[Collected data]
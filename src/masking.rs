//! Masking of credentials and personal data in logged request contexts.
//!
//! Every outbound request is logged at debug level with its full context
//! (method, URL, headers, body, query). Tokens, confirmation codes and
//! phone numbers must never land in logs verbatim, so the context passes
//! through `sanitize_json` first. Masking is key-driven: fully secret keys
//! collapse to `***`, identifying-but-useful keys keep two characters on
//! each end as a debugging hint.

use serde_json::Value;

const MASK: &str = "***";

/// Keys whose values are masked completely.
const FULL_MASK_KEYS: &[&str] = &["token", "confirmcode", "code", "password", "authid"];

/// Keys whose values keep their ends visible (phone numbers, device ids).
const PARTIAL_MASK_KEYS: &[&str] = &["phone", "x-device-id", "unique_device_id"];

/// Mask a value while keeping two characters on each end as a hint.
/// Values of four characters or fewer are masked completely.
pub fn mask_partial(value: &str) -> String {
    let chars: Vec<char> = value.chars().collect();
    if chars.len() <= 4 {
        return MASK.to_string();
    }
    let head: String = chars[..2].iter().collect();
    let tail: String = chars[chars.len() - 2..].iter().collect();
    format!("{head}{MASK}{tail}")
}

/// Mask the credential part of an `Authorization` header, keeping the
/// scheme (`Bearer ***`).
pub fn mask_bearer(value: &str) -> String {
    match value.split_once(' ') {
        Some((scheme, _)) => format!("{scheme} {MASK}"),
        None => MASK.to_string(),
    }
}

/// Produce a copy of `value` safe for logging.
pub fn sanitize_json(value: &Value) -> Value {
    sanitize_value("", value)
}

fn sanitize_value(key: &str, value: &Value) -> Value {
    match value {
        Value::Object(map) => Value::Object(
            map.iter()
                .map(|(k, v)| (k.clone(), sanitize_value(k, v)))
                .collect(),
        ),
        // List items inherit the key of the field holding the list.
        Value::Array(items) => Value::Array(
            items.iter().map(|item| sanitize_value(key, item)).collect(),
        ),
        other => {
            let lowered = key.to_ascii_lowercase();
            if FULL_MASK_KEYS.contains(&lowered.as_str()) {
                return Value::String(MASK.to_string());
            }
            if PARTIAL_MASK_KEYS.contains(&lowered.as_str()) {
                return match other {
                    Value::String(s) => Value::String(mask_partial(s)),
                    Value::Number(n) => Value::String(mask_partial(&n.to_string())),
                    _ => Value::String(MASK.to_string()),
                };
            }
            if lowered == "authorization" {
                if let Value::String(s) = other {
                    return Value::String(mask_bearer(s));
                }
            }
            other.clone()
        }
    }
}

Exercise goal →
Report how many lines of the entries above contain the word "characters", giving the number by itself.

Answer section →
3